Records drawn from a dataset
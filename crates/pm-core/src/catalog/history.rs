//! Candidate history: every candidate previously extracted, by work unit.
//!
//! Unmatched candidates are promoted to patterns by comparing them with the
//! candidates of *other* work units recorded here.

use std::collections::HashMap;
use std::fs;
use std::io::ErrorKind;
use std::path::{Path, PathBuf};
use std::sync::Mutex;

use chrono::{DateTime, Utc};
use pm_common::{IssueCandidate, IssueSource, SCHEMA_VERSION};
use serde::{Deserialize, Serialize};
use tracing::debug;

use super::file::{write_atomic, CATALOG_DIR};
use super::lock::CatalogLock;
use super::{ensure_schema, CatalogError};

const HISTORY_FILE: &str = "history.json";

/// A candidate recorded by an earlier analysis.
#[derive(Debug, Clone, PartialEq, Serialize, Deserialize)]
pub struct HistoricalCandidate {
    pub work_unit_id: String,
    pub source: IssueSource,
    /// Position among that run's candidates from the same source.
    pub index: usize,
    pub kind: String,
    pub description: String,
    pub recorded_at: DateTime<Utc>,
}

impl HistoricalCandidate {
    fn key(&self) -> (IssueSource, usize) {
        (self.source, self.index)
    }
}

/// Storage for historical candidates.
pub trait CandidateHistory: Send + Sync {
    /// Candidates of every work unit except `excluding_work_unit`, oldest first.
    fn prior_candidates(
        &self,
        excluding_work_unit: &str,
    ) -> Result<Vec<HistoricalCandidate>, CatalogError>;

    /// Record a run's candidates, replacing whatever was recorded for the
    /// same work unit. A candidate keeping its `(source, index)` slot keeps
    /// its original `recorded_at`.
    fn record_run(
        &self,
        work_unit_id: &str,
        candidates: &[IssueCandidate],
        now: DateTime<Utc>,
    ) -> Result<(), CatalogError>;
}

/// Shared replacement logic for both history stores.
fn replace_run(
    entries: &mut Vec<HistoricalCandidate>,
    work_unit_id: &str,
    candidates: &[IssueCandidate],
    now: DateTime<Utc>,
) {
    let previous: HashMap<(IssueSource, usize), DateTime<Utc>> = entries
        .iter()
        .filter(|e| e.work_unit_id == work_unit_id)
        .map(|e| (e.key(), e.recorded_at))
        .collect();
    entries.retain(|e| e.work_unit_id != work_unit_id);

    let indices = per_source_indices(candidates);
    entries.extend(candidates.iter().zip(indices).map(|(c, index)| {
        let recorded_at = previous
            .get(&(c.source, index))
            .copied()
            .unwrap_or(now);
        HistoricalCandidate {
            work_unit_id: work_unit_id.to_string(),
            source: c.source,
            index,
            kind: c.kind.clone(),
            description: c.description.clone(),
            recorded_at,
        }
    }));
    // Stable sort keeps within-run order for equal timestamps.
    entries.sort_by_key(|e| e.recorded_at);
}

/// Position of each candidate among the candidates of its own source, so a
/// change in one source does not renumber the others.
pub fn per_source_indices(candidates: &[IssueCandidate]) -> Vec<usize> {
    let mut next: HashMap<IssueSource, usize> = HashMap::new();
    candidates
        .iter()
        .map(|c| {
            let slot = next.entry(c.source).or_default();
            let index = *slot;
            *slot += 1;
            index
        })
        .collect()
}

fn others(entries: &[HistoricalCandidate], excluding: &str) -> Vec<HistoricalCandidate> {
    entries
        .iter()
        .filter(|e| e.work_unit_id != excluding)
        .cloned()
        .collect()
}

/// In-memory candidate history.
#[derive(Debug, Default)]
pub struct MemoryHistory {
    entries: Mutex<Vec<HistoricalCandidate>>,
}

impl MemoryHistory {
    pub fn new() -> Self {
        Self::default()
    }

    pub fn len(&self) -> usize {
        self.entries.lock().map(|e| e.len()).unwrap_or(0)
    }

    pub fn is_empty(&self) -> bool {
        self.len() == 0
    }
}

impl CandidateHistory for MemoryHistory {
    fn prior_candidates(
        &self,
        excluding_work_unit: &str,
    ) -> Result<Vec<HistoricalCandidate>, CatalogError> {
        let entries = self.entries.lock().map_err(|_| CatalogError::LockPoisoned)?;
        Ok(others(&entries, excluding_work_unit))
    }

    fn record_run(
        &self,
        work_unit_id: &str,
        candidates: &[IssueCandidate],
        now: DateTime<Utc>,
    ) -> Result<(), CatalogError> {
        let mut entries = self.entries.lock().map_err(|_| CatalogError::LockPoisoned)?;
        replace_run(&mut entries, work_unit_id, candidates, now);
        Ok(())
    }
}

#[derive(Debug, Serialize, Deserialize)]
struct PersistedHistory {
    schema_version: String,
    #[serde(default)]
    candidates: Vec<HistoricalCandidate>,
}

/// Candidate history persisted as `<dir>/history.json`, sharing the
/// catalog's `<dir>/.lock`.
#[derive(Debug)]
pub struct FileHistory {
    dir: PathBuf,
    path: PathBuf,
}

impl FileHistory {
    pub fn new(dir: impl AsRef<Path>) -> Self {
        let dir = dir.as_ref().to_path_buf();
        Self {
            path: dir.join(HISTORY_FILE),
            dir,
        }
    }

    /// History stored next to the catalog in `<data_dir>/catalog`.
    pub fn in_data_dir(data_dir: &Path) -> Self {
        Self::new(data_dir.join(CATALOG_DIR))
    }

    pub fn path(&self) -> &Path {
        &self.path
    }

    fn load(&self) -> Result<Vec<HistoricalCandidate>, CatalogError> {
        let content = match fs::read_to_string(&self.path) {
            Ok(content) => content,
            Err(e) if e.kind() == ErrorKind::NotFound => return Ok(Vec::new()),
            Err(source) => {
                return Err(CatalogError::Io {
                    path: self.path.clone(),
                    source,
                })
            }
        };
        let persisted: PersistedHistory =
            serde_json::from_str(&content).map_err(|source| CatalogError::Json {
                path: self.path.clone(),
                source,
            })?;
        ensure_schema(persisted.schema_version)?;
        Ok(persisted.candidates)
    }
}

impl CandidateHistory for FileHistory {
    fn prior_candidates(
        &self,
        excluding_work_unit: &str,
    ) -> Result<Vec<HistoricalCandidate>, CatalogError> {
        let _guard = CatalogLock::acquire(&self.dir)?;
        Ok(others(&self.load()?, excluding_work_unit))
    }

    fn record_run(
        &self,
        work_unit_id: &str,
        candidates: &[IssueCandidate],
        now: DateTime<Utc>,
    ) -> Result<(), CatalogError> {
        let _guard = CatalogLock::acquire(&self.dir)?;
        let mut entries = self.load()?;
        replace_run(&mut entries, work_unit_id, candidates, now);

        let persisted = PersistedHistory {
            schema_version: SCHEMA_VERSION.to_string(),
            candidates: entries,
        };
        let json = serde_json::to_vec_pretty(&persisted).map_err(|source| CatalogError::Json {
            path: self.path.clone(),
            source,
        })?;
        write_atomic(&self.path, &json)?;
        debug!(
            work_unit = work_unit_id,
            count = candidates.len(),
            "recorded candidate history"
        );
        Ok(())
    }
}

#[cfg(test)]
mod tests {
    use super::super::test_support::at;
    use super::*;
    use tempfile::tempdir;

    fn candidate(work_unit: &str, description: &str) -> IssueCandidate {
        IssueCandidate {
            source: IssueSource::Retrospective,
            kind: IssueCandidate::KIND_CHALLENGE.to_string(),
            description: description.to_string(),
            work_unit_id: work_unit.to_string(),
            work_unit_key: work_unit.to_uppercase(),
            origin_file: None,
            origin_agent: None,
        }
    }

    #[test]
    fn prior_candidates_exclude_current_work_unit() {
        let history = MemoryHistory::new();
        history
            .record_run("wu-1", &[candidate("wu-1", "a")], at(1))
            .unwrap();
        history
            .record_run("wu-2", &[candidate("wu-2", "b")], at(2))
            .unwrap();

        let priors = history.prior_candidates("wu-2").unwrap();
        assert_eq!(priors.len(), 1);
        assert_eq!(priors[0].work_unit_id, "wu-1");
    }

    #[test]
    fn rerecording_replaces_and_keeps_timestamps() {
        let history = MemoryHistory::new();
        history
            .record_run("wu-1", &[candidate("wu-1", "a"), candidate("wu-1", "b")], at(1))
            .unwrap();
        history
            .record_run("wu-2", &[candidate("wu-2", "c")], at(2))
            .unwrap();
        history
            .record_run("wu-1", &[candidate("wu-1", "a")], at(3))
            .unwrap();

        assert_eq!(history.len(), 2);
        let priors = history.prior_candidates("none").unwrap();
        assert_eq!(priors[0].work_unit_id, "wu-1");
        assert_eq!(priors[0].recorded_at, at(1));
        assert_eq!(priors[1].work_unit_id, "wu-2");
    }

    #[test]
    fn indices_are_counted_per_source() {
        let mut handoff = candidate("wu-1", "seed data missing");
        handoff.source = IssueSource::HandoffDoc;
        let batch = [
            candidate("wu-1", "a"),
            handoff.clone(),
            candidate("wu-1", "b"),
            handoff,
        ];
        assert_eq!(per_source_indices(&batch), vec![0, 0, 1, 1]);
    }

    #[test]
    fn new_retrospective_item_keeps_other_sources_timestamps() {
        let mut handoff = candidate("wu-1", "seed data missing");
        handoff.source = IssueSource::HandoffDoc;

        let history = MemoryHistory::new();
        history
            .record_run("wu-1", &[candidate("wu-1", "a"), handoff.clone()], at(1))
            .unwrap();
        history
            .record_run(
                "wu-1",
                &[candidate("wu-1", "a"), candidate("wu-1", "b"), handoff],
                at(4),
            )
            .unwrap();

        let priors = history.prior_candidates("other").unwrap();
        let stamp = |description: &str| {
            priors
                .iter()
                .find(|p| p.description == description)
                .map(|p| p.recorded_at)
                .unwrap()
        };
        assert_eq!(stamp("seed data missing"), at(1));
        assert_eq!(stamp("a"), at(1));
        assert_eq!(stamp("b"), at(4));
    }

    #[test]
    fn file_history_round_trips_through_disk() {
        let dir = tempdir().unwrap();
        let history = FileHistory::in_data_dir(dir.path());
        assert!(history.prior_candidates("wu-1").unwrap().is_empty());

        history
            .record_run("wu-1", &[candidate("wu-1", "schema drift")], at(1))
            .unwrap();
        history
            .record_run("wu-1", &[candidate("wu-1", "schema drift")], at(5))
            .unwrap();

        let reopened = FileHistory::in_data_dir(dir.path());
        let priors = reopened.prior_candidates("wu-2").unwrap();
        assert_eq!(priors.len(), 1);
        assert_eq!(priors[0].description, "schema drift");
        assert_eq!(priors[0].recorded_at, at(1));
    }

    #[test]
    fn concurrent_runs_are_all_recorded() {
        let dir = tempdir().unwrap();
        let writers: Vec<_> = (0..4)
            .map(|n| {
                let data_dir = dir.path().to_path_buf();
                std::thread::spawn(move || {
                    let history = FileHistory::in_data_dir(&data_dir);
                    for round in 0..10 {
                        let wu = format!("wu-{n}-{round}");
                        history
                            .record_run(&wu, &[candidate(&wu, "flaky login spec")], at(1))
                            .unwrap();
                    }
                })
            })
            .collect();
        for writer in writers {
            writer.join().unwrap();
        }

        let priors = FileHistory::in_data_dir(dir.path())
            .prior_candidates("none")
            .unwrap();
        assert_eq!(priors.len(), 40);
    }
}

■ **WHAT IS NEEDED**:
Lines from the top of the data above through the line containing "pub trait CandidateHistory: Send" must be repeated exactly. All other lines stay out.

■ **RESULT OF THIS EXERCISE**:
filename crates/pm-core/src/catalog/history.rs
//! Candidate history: every candidate previously extracted, by work unit.
//!
//! Unmatched candidates are promoted to patterns by comparing them with the
//! candidates of *other* work units recorded here.

use std::collections::HashMap;
use std::fs;
use std::io::ErrorKind;
use std::path::{Path, PathBuf};
use std::sync::Mutex;

use chrono::{DateTime, Utc};
use pm_common::{IssueCandidate, IssueSource, SCHEMA_VERSION};
use serde::{Deserialize, Serialize};
use tracing::debug;

use super::file::{write_atomic, CATALOG_DIR};
use super::lock::CatalogLock;
use super::{ensure_schema, CatalogError};

const HISTORY_FILE: &str = "history.json";

/// A candidate recorded by an earlier analysis.
#[derive(Debug, Clone, PartialEq, Serialize, Deserialize)]
pub struct HistoricalCandidate {
    pub work_unit_id: String,
    pub source: IssueSource,
    /// Position among that run's candidates from the same source.
    pub index: usize,
    pub kind: String,
    pub description: String,
    pub recorded_at: DateTime<Utc>,
}

impl HistoricalCandidate {
    fn key(&self) -> (IssueSource, usize) {
        (self.source, self.index)
    }
}

/// Storage for historical candidates.
pub trait CandidateHistory: Send + Sync {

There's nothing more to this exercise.